After a few beeps and some mechanical noises, the robotic arm got the command and immediately executed the task ordered.

“See, it reaches for the bottle and catches it,” he said.

“It doesn’t end there, I want to drink from it, so I think it and…”

He paused as the arm poured water from the bottle into his mouth, a technological marvel.

Helping the community

“The main reason we came up with this is to help people in our community who have lost their limbs. We don’t want these people to feel like they can’t do anything, we want them to be dependent on themselves.”

The arm can do many more tasks. They say they are still perfecting their device, but lack of funds has been a challenge.

David Mathenge from the Association for the Physically Disabled of Kenya (APDK), a charity NGO, says: “Such inventions are the future of the science of artificial limbs. This is the science we need to ease the challenges people with disabilities face.”
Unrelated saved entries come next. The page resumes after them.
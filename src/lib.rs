//! simdex: content-aware similarity detection over a persistent corpus.
//!
//! An upload is classified, reduced to its fingerprintable content, and
//! fingerprinted under two complementary fuzzy-hash schemes: a
//! byte-distribution scheme (`block`, distance-scored) and a
//! content-triggered piecewise scheme (`ctph`, similarity-scored). Both
//! fingerprints are ranked against an in-memory index of everything the
//! service has seen, and the per-scheme rankings merge into one view.
//!
//! Layering, bottom up:
//!
//! - [`content`] / [`extract`]: classify bytes, reduce documents to text
//! - [`codec`]: the two fingerprint schemes, compute and compare
//! - [`corpus`] / [`store`]: the reference set and its JSON persistence
//! - [`index`] / [`matcher`]: fingerprint maps, ranking, and merging
//! - [`engine`]: snapshot lifecycle tying it all together
//! - [`server`] (feature `"server"`): the thin HTTP surface
//!
//! ```no_run
//! use simdex::engine::{Engine, EngineConfig};
//! use simdex::store::CorpusStore;
//!
//! # fn main() -> Result<(), simdex::error::EngineError> {
//! let store = CorpusStore::new("data/corpus.json");
//! let engine = Engine::open(store, EngineConfig::default())?;
//! let upload = b"some file contents to fingerprint".repeat(64);
//! let report = engine.compare(&upload, "sample.bin", false)?;
//! println!("{} candidates", report.similar.len());
//! # Ok(())
//! # }
//! ```

pub mod codec;
pub mod content;
pub mod corpus;
pub mod digest;
pub mod engine;
pub mod error;
pub mod extract;
pub mod index;
pub mod matcher;
pub mod store;

#[cfg(feature = "server")]
pub mod server;

pub use codec::Scheme;
pub use content::ContentKind;
pub use corpus::{Corpus, CorpusEntry, FingerprintSet};
pub use engine::{CompareReport, Engine, EngineConfig, IngestOutcome, QueryReport};
pub use error::{CodecError, EngineError, ExtractError, StoreError};
pub use index::SimilarityIndex;
pub use matcher::{RankedMatch, Ranking, SimilarFile};
pub use store::CorpusStore;
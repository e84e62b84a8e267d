//! The corpus repository: every file the service has seen, keyed by
//! content digest.

use crate::codec::Scheme;
use chrono::{DateTime, Utc};
use serde::{Deserialize, Serialize};
use std::collections::BTreeMap;

/// Exact and fuzzy hashes of one entry. Field names on the wire follow
/// the on-disk corpus schema (`tlsh`/`ssdeep` for the two fuzzy slots).
#[derive(Debug, Clone, Default, PartialEq, Eq, Serialize, Deserialize)]
pub struct FingerprintSet {
    pub sha256: String,
    pub md5: String,
    #[serde(rename = "tlsh", default, skip_serializing_if = "Option::is_none")]
    pub block: Option<String>,
    #[serde(rename = "ssdeep", default, skip_serializing_if = "Option::is_none")]
    pub ctph: Option<String>,
}

impl FingerprintSet {
    /// Fingerprint for one scheme, if it was computable at ingestion time.
    /// Empty strings (seen in externally produced databases) count as absent.
    pub fn get(&self, scheme: Scheme) -> Option<&str> {
        let slot = match scheme {
            Scheme::Block => self.block.as_deref(),
            Scheme::Ctph => self.ctph.as_deref(),
        };
        slot.filter(|fp| !fp.is_empty())
    }
}

/// One distinct file known to the system. The digest that keys this entry
/// is never recomputed; re-uploads of identical bytes only touch `names`
/// and `last_upload_date`.
#[derive(Debug, Clone, PartialEq, Serialize, Deserialize)]
pub struct CorpusEntry {
    /// Filenames this content has been uploaded under, in upload order.
    #[serde(rename = "name")]
    pub names: Vec<String>,
    pub size: u64,
    pub file_type: String,
    pub first_upload_date: DateTime<Utc>,
    pub last_upload_date: DateTime<Utc>,
    #[serde(default, skip_serializing_if = "String::is_empty")]
    pub desc: String,
    /// Externally curated classification, absent unless someone sets it.
    #[serde(default, skip_serializing_if = "Option::is_none")]
    pub family: Option<String>,
    #[serde(default, skip_serializing_if = "Vec::is_empty")]
    pub tags: Vec<String>,
    pub hashes: FingerprintSet,
}

impl CorpusEntry {
    /// Record a re-upload: append the filename if unseen, refresh
    /// `last_upload_date`. Everything else stays untouched.
    pub fn record_upload(&mut self, filename: &str, at: DateTime<Utc>) {
        if !self.names.iter().any(|n| n == filename) {
            self.names.push(filename.to_string());
        }
        self.last_upload_date = at;
    }
}

/// The full reference set, keyed by sha256 digest. A `BTreeMap` keeps
/// iteration deterministic, which makes index rebuilds (and their
/// last-write-wins collisions) reproducible.
#[derive(Debug, Clone, Default, Serialize, Deserialize)]
#[serde(transparent)]
pub struct Corpus {
    entries: BTreeMap<String, CorpusEntry>,
}

impl Corpus {
    pub fn new() -> Self {
        Self::default()
    }

    pub fn len(&self) -> usize {
        self.entries.len()
    }

    pub fn is_empty(&self) -> bool {
        self.entries.is_empty()
    }

    pub fn contains(&self, digest: &str) -> bool {
        self.entries.contains_key(digest)
    }

    pub fn get(&self, digest: &str) -> Option<&CorpusEntry> {
        self.entries.get(digest)
    }

    pub fn get_mut(&mut self, digest: &str) -> Option<&mut CorpusEntry> {
        self.entries.get_mut(digest)
    }

    pub fn insert(&mut self, digest: String, entry: CorpusEntry) {
        self.entries.insert(digest, entry);
    }

    pub fn iter(&self) -> impl Iterator<Item = (&String, &CorpusEntry)> {
        self.entries.iter()
    }
}
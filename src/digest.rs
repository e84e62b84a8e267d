//! Exact-match content digests.

use md5::Md5;
use sha2::{Digest, Sha256};

/// Hex SHA-256 of the raw upload. The corpus primary key: byte-identical
/// content always maps to the same entry.
pub fn sha256_hex(bytes: &[u8]) -> String {
    hex::encode(Sha256::digest(bytes))
}

/// Hex MD5 of the raw upload, stored for cross-referencing with external
/// tooling. Never used for ranking.
pub fn md5_hex(bytes: &[u8]) -> String {
    hex::encode(Md5::digest(bytes))
}
//! Shared helpers for integration tests.

#![allow(dead_code)]

use std::sync::Once;

static INIT_LOGGING: Once = Once::new();

/// Initialize test logging at debug level.
pub fn init_test_logging() {
    init_test_logging_with_level(tracing::Level::DEBUG);
}

/// Initialize test logging with a custom level.
pub fn init_test_logging_with_level(level: tracing::Level) {
    INIT_LOGGING.call_once(|| {
        let _ = tracing_subscriber::fmt()
            .with_max_level(level)
            .with_test_writer()
            .with_target(true)
            .with_thread_names(true)
            .with_ansi(false)
            .try_init();
    });
}
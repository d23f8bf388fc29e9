//! Error types for latches, allocators and the timer engine.

use std::io;

/// Misuse of a latch.
///
/// Latch release is fail-fast: `unlock()` panics with one of these. The
/// `try_unlock()` variants return it instead.
#[derive(Debug, Clone, PartialEq, Eq, thiserror::Error)]
pub enum LatchError {
    /// Released by a context that does not own it.
    #[error("{latch} released by context {caller}, but owned by context {owner}")]
    NotOwner {
        /// Latch kind.
        latch: &'static str,
        /// Current owner, zero when free.
        owner: usize,
        /// The releasing context.
        caller: usize,
    },

    /// Shared side released while no shared holder exists.
    #[error("{latch} released while not held")]
    NotHeld {
        /// Latch kind.
        latch: &'static str,
    },
}

/// Allocator failures and teardown consistency violations.
#[derive(Debug, Clone, PartialEq, Eq, thiserror::Error)]
pub enum AllocError {
    /// Explicit size does not match the allocator's element size.
    #[error("size {actual} does not match element size {expected}")]
    SizeMismatch {
        /// Configured (rounded) element size.
        expected: usize,
        /// Size passed by the caller.
        actual: usize,
    },

    /// Size that no allocation can satisfy.
    #[error("invalid allocation size {size}")]
    InvalidSize {
        /// Requested size.
        size: usize,
    },

    /// The heap refused to grow.
    #[error("out of memory allocating {size} bytes")]
    OutOfMemory {
        /// Requested size.
        size: usize,
    },

    /// More free elements than capacity at teardown.
    #[error("double release: {found} free elements, capacity {expected}")]
    DoubleRelease {
        /// Capacity implied by the owned blocks.
        expected: usize,
        /// Free elements counted (stops counting past `expected`).
        found: usize,
    },

    /// Fewer free elements than capacity at teardown.
    #[error("leak: {found} free elements, capacity {expected}")]
    Leak {
        /// Capacity implied by the owned blocks.
        expected: usize,
        /// Free elements counted.
        found: usize,
    },
}

/// Timer engine failures.
#[derive(Debug, thiserror::Error)]
pub enum TimerError {
    /// The worker thread could not be started.
    #[error("failed to spawn timer worker: {0}")]
    Spawn(#[from] io::Error),
}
Recycling for the environment

The young Kenyans use rudimentary material that has been thrown away to make their inventions come to life.

“People throw away a lot of things that are harmful to the environment just because they don’t work. If they don’t work, it might be just one component that’s faulty but all the other components still work and can be recycled,” Gathu said.

“We’ve recycled everything that you see here. They throw it away, we pick it up and use it. This has saved us from spending a lot of money because we’re not backed up financially by anyone to come up with our innovations.”

They pick up “junk” that people throw away – things like plastic, rubber, wiring, old computer motherboards, LED lights, USB devices, switches, optical drives, heat sinks, fans, and power supply units – components that they say could be quite expensive to purchase new from a shop.

Kenya previously was a beneficiary of such tech discards from developed nations. However, these electronics did not last long, thus leading to a flood of electronic waste that pollutes the environment. The duo believes that their innovations are also helping tackle the e-waste problem.

The two robotic enthusiasts have other inventions too. Among them is their latest invention, which they claim to be a COVID-19 decontamination device that can sanitize surfaces and floors.